- Opening Delimiter -

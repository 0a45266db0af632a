//! Linemark CLI Binary
//!
//! Terminal front end for the bookmark collection: every subcommand is thin
//! glue over the controller's public operations.

use anyhow::{bail, Context as _};
use clap::{Parser, Subcommand};
use comfy_table::{presets::UTF8_FULL_CONDENSED, Cell, Table};
use dialoguer::Confirm;
use linemark::collection::Collection;
use linemark::config::{ConfigLoader, LinemarkConfig};
use linemark::controller::{Controller, ToggleOutcome};
use linemark::item::{FileStatus, Item};
use linemark::logging;
use linemark::paths::WorkspaceRoots;
use linemark::probe::FsLineProbe;
use linemark::store::{BookmarkStore, JsonFileStore};
use linemark::watch::WatchService;
use owo_colors::OwoColorize;
use std::path::{Path, PathBuf};
use std::sync::Arc;
use std::time::Duration;

/// Linemark - line bookmarks with folders
#[derive(Parser)]
#[command(name = "linemark")]
#[command(about = "Line bookmarks with folders, kept in sync with your files")]
struct Cli {
    #[command(subcommand)]
    command: Commands,

    /// Workspace root directory
    #[arg(long, default_value = ".")]
    workspace: PathBuf,

    /// Configuration file path (overrides default config loading)
    #[arg(long)]
    config: Option<PathBuf>,

    /// Log level (trace, debug, info, warn, error, off)
    #[arg(long)]
    log_level: Option<String>,
}

#[derive(Subcommand)]
enum Commands {
    /// List all bookmarks and folders as a tree
    List,
    /// Toggle a bookmark at FILE:LINE
    Toggle {
        file: PathBuf,
        line: u32,
        /// Folder to place a newly added bookmark in
        #[arg(long)]
        folder: Option<String>,
        /// Label for a newly added bookmark
        #[arg(long)]
        label: Option<String>,
    },
    /// Create a folder
    Folder {
        name: String,
        /// Parent folder
        #[arg(long)]
        parent: Option<String>,
    },
    /// Rename an item by key (bookmark label or folder name)
    Rename { key: String, label: String },
    /// Delete an item by key; folders take their contents with them
    Delete { key: String },
    /// Move an item before another in the list order
    Move {
        source: String,
        #[arg(long)]
        before: String,
    },
    /// Move items into a folder, or to top level when none is given
    SetParent {
        keys: Vec<String>,
        #[arg(long)]
        folder: Option<String>,
    },
    /// Remove every bookmark and folder
    Clear {
        /// Skip the confirmation prompt
        #[arg(long)]
        yes: bool,
    },
    /// Re-check every bookmark against the filesystem
    Refresh,
    /// Watch workspace roots and reconcile bookmarks as files change
    Watch,
    /// Write a default .linemark.toml into the workspace
    Init,
}

#[tokio::main]
async fn main() {
    if let Err(e) = run().await {
        eprintln!("Error: {:#}", e);
        std::process::exit(1);
    }
}

async fn run() -> anyhow::Result<()> {
    let cli = Cli::parse();

    let mut config = match &cli.config {
        Some(path) => ConfigLoader::load_from_file(path)
            .with_context(|| format!("loading config from {}", path.display()))?,
        None => ConfigLoader::load(&cli.workspace).context("loading configuration")?,
    };
    if let Some(level) = &cli.log_level {
        config.logging.level = level.clone();
    }
    if let Err(e) = logging::init_logging(&config.logging) {
        eprintln!("Warning: logging disabled: {}", e);
    }

    if matches!(cli.command, Commands::Init) {
        let path = LinemarkConfig::default()
            .write_workspace_file(&cli.workspace)
            .context("writing workspace config")?;
        println!("Wrote {}", path.display());
        return Ok(());
    }

    let mut roots = config.roots.clone();
    if roots.is_empty() {
        roots.push(
            dunce::canonicalize(&cli.workspace).unwrap_or_else(|_| cli.workspace.clone()),
        );
    }

    let store_path = match &config.store_path {
        Some(path) => path.clone(),
        None => JsonFileStore::default_path().context("resolving store path")?,
    };
    let store: Arc<dyn BookmarkStore> = Arc::new(JsonFileStore::new(store_path));

    let controller = Arc::new(Controller::new(
        WorkspaceRoots::new(roots.clone()),
        store,
        Arc::new(FsLineProbe::new()),
        Duration::from_millis(config.save_debounce_ms),
    ));
    controller.load();

    match cli.command {
        Commands::List => {
            controller.refresh_status().await;
            print_tree(&controller.read());
        }
        Commands::Toggle {
            file,
            line,
            folder,
            label,
        } => {
            let file = absolute(&file)?;
            match controller.toggle(&file, line, folder.as_deref()) {
                ToggleOutcome::Added(key) => {
                    if let Some(label) = label {
                        controller.rename(&key, &label)?;
                    }
                    println!("Added {}", key);
                }
                ToggleOutcome::Removed(key) => println!("Removed {}", key),
            }
        }
        Commands::Folder { name, parent } => {
            controller.add_folder(&name, parent.as_deref())?;
            println!("Created folder [{}]", name);
        }
        Commands::Rename { key, label } => {
            controller.rename(&key, &label)?;
            println!("Renamed {}", key);
        }
        Commands::Delete { key } => {
            if controller.delete(&key) {
                println!("Deleted {}", key);
            } else {
                bail!("no item with key [{}]", key);
            }
        }
        Commands::Move { source, before } => {
            if controller.move_before(&source, &before) {
                println!("Moved {} before {}", source, before);
            } else {
                bail!("move was a no-op; check both keys exist");
            }
        }
        Commands::SetParent { keys, folder } => {
            controller.set_parent(&keys, folder.as_deref())?;
            println!("Moved {} item(s)", keys.len());
        }
        Commands::Clear { yes } => {
            let confirmed = yes
                || Confirm::new()
                    .with_prompt("Remove every bookmark and folder?")
                    .default(false)
                    .interact()
                    .unwrap_or(false);
            if confirmed {
                controller.clear_all();
                println!("Cleared");
            } else {
                println!("Aborted");
            }
        }
        Commands::Refresh => {
            let changed = controller.refresh_status().await;
            println!("Refreshed; {} item(s) changed status", changed.len());
        }
        Commands::Watch => {
            let service = WatchService::new(Arc::clone(&controller), config.watch.clone());
            println!("Watching {} root(s); Ctrl-C to stop", roots.len());
            let stop = service.stop_handle();
            tokio::spawn(async move {
                let _ = tokio::signal::ctrl_c().await;
                stop.store(false, std::sync::atomic::Ordering::SeqCst);
            });
            service.run(&roots).await?;
        }
        Commands::Init => unreachable!("handled above"),
    }

    controller.flush_pending_save();
    Ok(())
}

/// Resolve a user-supplied path against the current directory, canonicalizing
/// when the file exists so it lines up with the configured roots.
fn absolute(path: &Path) -> anyhow::Result<PathBuf> {
    let joined = if path.is_absolute() {
        path.to_path_buf()
    } else {
        std::env::current_dir()
            .context("resolving current directory")?
            .join(path)
    };
    Ok(dunce::canonicalize(&joined).unwrap_or(joined))
}

fn print_tree(collection: &Collection) {
    if collection.is_empty() {
        println!("No bookmarks");
        return;
    }

    let mut table = Table::new();
    table.load_preset(UTF8_FULL_CONDENSED);
    table.set_header(vec!["", "Item", "Location", "Key"]);
    add_rows(collection, &mut table, None, 0);
    println!("{table}");
}

fn add_rows(collection: &Collection, table: &mut Table, parent: Option<&Item>, depth: usize) {
    for child in collection.view_children(parent) {
        let indent = "  ".repeat(depth);
        let marker = match child.status() {
            None => "▸".blue().to_string(),
            Some(FileStatus::LineExist) => "●".green().to_string(),
            Some(FileStatus::LineNotExist) => "○".yellow().to_string(),
            Some(FileStatus::FileNotExist) => "✗".red().to_string(),
        };
        table.add_row(vec![
            Cell::new(marker),
            Cell::new(format!("{}{}", indent, child.display_label())),
            Cell::new(child.description()),
            Cell::new(child.key()),
        ]);
        if child.is_folder() {
            add_rows(collection, table, Some(child), depth + 1);
        }
    }
}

- Closing Delimiter -

=== EXERCISE INSTRUCTIONS ===
Returned text must match every record word for word.

=== ANSWER SPACE ===
repository 0a45266db0af632a
//! Linemark CLI Binary
//!
//! Terminal front end for the bookmark collection: every subcommand is thin
//! glue over the controller's public operations.

use anyhow::{bail, Context as _};
use clap::{Parser, Subcommand};
use comfy_table::{presets::UTF8_FULL_CONDENSED, Cell, Table};
use dialoguer::Confirm;
use linemark::collection::Collection;
use linemark::config::{ConfigLoader, LinemarkConfig};
use linemark::controller::{Controller, ToggleOutcome};
use linemark::item::{FileStatus, Item};
use linemark::logging;
use linemark::paths::WorkspaceRoots;
use linemark::probe::FsLineProbe;
use linemark::store::{BookmarkStore, JsonFileStore};
use linemark::watch::WatchService;
use owo_colors::OwoColorize;
use std::path::{Path, PathBuf};
use std::sync::Arc;
use std::time::Duration;

/// Linemark - line bookmarks with folders
#[derive(Parser)]
#[command(name = "linemark")]
#[command(about = "Line bookmarks with folders, kept in sync with your files")]
struct Cli {
    #[command(subcommand)]
    command: Commands,

    /// Workspace root directory
    #[arg(long, default_value = ".")]
    workspace: PathBuf,

    /// Configuration file path (overrides default config loading)
    #[arg(long)]
    config: Option<PathBuf>,

    /// Log level (trace, debug, info, warn, error, off)
    #[arg(long)]
    log_level: Option<String>,
}

#[derive(Subcommand)]
enum Commands {
    /// List all bookmarks and folders as a tree
    List,
    /// Toggle a bookmark at FILE:LINE
    Toggle {
        file: PathBuf,
        line: u32,
        /// Folder to place a newly added bookmark in
        #[arg(long)]
        folder: Option<String>,
        /// Label for a newly added bookmark
        #[arg(long)]
        label: Option<String>,
    },
    /// Create a folder
    Folder {
        name: String,
        /// Parent folder
        #[arg(long)]
        parent: Option<String>,
    },
    /// Rename an item by key (bookmark label or folder name)
    Rename { key: String, label: String },
    /// Delete an item by key; folders take their contents with them
    Delete { key: String },
    /// Move an item before another in the list order
    Move {
        source: String,
        #[arg(long)]
        before: String,
    },
    /// Move items into a folder, or to top level when none is given
    SetParent {
        keys: Vec<String>,
        #[arg(long)]
        folder: Option<String>,
    },
    /// Remove every bookmark and folder
    Clear {
        /// Skip the confirmation prompt
        #[arg(long)]
        yes: bool,
    },
    /// Re-check every bookmark against the filesystem
    Refresh,
    /// Watch workspace roots and reconcile bookmarks as files change
    Watch,
    /// Write a default .linemark.toml into the workspace
    Init,
}

#[tokio::main]
async fn main() {
    if let Err(e) = run().await {
        eprintln!("Error: {:#}", e);
        std::process::exit(1);
    }
}

async fn run() -> anyhow::Result<()> {
    let cli = Cli::parse();

    let mut config = match &cli.config {
        Some(path) => ConfigLoader::load_from_file(path)
            .with_context(|| format!("loading config from {}", path.display()))?,
        None => ConfigLoader::load(&cli.workspace).context("loading configuration")?,
    };
    if let Some(level) = &cli.log_level {
        config.logging.level = level.clone();
    }
    if let Err(e) = logging::init_logging(&config.logging) {
        eprintln!("Warning: logging disabled: {}", e);
    }

    if matches!(cli.command, Commands::Init) {
        let path = LinemarkConfig::default()
            .write_workspace_file(&cli.workspace)
            .context("writing workspace config")?;
        println!("Wrote {}", path.display());
        return Ok(());
    }

    let mut roots = config.roots.clone();
    if roots.is_empty() {
        roots.push(
            dunce::canonicalize(&cli.workspace).unwrap_or_else(|_| cli.workspace.clone()),
        );
    }

    let store_path = match &config.store_path {
        Some(path) => path.clone(),
        None => JsonFileStore::default_path().context("resolving store path")?,
    };
    let store: Arc<dyn BookmarkStore> = Arc::new(JsonFileStore::new(store_path));

    let controller = Arc::new(Controller::new(
        WorkspaceRoots::new(roots.clone()),
        store,
        Arc::new(FsLineProbe::new()),
        Duration::from_millis(config.save_debounce_ms),
    ));
    controller.load();

    match cli.command {
        Commands::List => {
            controller.refresh_status().await;
            print_tree(&controller.read());
        }
        Commands::Toggle {
            file,
            line,
            folder,
            label,
        } => {
            let file = absolute(&file)?;
            match controller.toggle(&file, line, folder.as_deref()) {
                ToggleOutcome::Added(key) => {
                    if let Some(label) = label {
                        controller.rename(&key, &label)?;
                    }
                    println!("Added {}", key);
                }
                ToggleOutcome::Removed(key) => println!("Removed {}", key),
            }
        }
        Commands::Folder { name, parent } => {
            controller.add_folder(&name, parent.as_deref())?;
            println!("Created folder [{}]", name);
        }
        Commands::Rename { key, label } => {
            controller.rename(&key, &label)?;
            println!("Renamed {}", key);
        }
        Commands::Delete { key } => {
            if controller.delete(&key) {
                println!("Deleted {}", key);
            } else {
                bail!("no item with key [{}]", key);
            }
        }
        Commands::Move { source, before } => {
            if controller.move_before(&source, &before) {
                println!("Moved {} before {}", source, before);
            } else {
                bail!("move was a no-op; check both keys exist");
            }
        }
        Commands::SetParent { keys, folder } => {
            controller.set_parent(&keys, folder.as_deref())?;
            println!("Moved {} item(s)", keys.len());
        }
        Commands::Clear { yes } => {
            let confirmed = yes
                || Confirm::new()
                    .with_prompt("Remove every bookmark and folder?")
                    .default(false)
                    .interact()
                    .unwrap_or(false);
            if confirmed {
                controller.clear_all();
                println!("Cleared");
            } else {
                println!("Aborted");
            }
        }
        Commands::Refresh => {
            let changed = controller.refresh_status().await;
            println!("Refreshed; {} item(s) changed status", changed.len());
        }
        Commands::Watch => {
            let service = WatchService::new(Arc::clone(&controller), config.watch.clone());
            println!("Watching {} root(s); Ctrl-C to stop", roots.len());
            let stop = service.stop_handle();
            tokio::spawn(async move {
                let _ = tokio::signal::ctrl_c().await;
                stop.store(false, std::sync::atomic::Ordering::SeqCst);
            });
            service.run(&roots).await?;
        }
        Commands::Init => unreachable!("handled above"),
    }

    controller.flush_pending_save();
    Ok(())
}

/// Resolve a user-supplied path against the current directory, canonicalizing
/// when the file exists so it lines up with the configured roots.
fn absolute(path: &Path) -> anyhow::Result<PathBuf> {
    let joined = if path.is_absolute() {
        path.to_path_buf()
    } else {
        std::env::current_dir()
            .context("resolving current directory")?
            .join(path)
    };
    Ok(dunce::canonicalize(&joined).unwrap_or(joined))
}

fn print_tree(collection: &Collection) {
    if collection.is_empty() {
        println!("No bookmarks");
        return;
    }

    let mut table = Table::new();
    table.load_preset(UTF8_FULL_CONDENSED);
    table.set_header(vec!["", "Item", "Location", "Key"]);
    add_rows(collection, &mut table, None, 0);
    println!("{table}");
}

fn add_rows(collection: &Collection, table: &mut Table, parent: Option<&Item>, depth: usize) {
    for child in collection.view_children(parent) {
        let indent = "  ".repeat(depth);
        let marker = match child.status() {
            None => "▸".blue().to_string(),
            Some(FileStatus::LineExist) => "●".green().to_string(),
            Some(FileStatus::LineNotExist) => "○".yellow().to_string(),
            Some(FileStatus::FileNotExist) => "✗".red().to_string(),
        };
        table.add_row(vec![
            Cell::new(marker),
            Cell::new(format!("{}{}", indent, child.display_label())),
            Cell::new(child.description()),
            Cell::new(child.key()),
        ]);
        if child.is_folder() {
            add_rows(collection, table, Some(child), depth + 1);
        }
    }
}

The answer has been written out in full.